Records shown:
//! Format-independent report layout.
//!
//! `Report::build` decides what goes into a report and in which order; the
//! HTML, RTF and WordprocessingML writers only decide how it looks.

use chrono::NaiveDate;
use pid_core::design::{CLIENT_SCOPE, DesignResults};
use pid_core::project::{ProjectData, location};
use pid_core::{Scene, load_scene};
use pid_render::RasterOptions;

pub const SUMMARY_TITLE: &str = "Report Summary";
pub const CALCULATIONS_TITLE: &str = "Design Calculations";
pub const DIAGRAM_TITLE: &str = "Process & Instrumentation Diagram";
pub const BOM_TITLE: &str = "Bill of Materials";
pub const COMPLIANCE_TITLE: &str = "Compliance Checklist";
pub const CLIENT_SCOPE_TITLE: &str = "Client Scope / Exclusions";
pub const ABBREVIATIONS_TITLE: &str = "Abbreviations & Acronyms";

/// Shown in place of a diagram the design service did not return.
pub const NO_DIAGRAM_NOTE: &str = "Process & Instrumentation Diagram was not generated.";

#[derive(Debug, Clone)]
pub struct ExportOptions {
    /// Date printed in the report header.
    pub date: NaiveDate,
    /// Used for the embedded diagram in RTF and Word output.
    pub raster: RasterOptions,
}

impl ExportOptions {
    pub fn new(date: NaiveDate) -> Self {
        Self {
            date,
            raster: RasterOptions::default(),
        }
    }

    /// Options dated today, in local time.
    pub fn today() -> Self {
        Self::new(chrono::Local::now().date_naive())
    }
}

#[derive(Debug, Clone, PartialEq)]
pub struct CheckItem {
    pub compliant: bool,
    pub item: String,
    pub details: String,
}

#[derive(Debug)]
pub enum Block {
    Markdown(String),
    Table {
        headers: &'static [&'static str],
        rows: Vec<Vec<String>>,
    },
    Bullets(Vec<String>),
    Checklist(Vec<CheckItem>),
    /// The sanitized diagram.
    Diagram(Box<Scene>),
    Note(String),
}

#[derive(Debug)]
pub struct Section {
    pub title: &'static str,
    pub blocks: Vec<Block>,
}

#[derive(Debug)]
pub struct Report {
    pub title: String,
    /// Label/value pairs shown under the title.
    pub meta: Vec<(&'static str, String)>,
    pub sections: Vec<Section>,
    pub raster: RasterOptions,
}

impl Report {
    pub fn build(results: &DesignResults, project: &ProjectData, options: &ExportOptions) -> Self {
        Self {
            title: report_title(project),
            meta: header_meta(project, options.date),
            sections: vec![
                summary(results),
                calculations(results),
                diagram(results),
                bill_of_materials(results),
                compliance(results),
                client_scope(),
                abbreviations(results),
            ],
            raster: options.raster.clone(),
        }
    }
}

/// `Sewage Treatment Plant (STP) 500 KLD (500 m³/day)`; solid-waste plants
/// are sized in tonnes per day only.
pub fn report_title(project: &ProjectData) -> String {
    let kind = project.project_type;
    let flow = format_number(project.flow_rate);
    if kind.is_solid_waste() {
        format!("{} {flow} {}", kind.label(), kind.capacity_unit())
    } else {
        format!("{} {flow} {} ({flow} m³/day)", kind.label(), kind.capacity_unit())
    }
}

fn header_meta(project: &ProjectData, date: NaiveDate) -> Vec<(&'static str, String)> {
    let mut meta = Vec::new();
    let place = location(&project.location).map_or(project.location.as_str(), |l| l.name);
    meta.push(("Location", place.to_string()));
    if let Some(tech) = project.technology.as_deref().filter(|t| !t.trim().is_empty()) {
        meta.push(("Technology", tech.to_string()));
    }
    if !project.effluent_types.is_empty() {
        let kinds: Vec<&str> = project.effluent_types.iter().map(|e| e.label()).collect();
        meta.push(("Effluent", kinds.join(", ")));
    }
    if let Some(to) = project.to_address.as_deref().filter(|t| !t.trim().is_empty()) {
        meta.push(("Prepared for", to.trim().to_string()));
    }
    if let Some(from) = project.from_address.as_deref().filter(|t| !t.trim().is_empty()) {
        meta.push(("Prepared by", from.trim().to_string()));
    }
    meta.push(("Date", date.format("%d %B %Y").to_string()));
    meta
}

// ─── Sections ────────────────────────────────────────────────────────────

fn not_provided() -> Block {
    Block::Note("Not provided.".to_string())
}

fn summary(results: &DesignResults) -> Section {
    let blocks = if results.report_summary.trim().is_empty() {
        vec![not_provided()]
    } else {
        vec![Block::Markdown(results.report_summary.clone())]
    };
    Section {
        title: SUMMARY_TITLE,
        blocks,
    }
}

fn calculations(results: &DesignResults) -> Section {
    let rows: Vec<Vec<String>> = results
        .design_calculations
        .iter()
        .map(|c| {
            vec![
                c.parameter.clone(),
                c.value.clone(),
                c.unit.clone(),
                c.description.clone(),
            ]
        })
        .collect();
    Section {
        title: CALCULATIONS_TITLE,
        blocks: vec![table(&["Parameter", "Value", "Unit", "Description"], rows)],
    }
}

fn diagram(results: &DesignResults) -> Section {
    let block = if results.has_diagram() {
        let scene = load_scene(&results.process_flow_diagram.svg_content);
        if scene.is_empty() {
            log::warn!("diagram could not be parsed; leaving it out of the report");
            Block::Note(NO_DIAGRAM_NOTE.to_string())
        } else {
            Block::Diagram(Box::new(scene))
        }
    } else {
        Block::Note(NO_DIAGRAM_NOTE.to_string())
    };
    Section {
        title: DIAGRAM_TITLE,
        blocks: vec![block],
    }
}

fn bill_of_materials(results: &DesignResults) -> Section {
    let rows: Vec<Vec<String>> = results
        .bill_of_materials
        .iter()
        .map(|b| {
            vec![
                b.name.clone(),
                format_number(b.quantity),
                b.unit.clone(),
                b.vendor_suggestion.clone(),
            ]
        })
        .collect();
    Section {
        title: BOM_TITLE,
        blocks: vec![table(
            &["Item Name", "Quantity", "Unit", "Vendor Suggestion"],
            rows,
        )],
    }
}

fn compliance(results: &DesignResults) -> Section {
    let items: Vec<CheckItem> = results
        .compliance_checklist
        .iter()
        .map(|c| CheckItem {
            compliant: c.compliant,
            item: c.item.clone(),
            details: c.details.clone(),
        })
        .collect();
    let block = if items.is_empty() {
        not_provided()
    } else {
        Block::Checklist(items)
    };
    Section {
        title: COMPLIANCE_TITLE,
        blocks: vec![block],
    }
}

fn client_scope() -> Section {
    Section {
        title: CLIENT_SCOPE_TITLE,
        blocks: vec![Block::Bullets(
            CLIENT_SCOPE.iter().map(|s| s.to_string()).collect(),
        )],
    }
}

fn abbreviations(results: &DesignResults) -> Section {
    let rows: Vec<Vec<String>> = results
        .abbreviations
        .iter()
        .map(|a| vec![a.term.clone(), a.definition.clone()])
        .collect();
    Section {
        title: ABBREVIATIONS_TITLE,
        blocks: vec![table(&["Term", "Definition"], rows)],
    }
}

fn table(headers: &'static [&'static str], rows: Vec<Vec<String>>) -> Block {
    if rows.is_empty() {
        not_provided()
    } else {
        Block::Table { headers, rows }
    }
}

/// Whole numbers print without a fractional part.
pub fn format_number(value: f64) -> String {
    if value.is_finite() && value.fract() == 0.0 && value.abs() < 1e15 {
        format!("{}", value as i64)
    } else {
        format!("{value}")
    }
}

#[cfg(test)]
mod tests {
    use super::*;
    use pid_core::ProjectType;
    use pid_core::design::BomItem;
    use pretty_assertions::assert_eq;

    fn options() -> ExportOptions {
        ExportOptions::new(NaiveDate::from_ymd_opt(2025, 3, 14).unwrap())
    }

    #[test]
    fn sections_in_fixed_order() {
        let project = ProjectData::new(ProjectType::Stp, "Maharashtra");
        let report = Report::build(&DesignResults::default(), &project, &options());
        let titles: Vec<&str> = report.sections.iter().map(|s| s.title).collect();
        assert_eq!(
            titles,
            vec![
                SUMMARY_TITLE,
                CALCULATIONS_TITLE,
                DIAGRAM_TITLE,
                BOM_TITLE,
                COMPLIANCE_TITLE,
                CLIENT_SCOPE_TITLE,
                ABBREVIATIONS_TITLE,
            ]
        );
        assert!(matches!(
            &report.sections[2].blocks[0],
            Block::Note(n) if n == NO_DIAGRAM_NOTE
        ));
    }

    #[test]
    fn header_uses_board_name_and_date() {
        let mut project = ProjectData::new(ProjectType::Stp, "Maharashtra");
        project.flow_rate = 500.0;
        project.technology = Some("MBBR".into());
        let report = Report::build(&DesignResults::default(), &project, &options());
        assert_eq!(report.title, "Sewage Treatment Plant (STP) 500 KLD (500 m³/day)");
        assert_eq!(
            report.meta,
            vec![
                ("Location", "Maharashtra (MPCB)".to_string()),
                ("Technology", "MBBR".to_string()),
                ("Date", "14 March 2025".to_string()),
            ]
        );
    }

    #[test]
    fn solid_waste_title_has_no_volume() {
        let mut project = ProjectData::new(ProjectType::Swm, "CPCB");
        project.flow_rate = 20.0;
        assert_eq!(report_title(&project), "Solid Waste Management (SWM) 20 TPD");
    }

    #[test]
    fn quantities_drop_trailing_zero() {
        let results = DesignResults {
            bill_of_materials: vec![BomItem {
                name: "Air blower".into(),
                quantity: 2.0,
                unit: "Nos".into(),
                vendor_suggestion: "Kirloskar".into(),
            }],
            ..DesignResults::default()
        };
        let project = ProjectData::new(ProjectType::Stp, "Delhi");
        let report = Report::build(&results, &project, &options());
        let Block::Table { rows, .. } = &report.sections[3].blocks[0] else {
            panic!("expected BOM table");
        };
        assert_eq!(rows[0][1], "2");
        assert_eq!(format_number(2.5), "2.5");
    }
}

Exercise details:
Which of the lines above mention the word "push"? Pull those lines out.

Task solution:
    meta.push(("Location", place.to_string()));
        meta.push(("Technology", tech.to_string()));
        meta.push(("Effluent", kinds.join(", ")));
        meta.push(("Prepared for", to.trim().to_string()));
        meta.push(("Prepared by", from.trim().to_string()));
    meta.push(("Date", date.format("%d %B %Y").to_string()));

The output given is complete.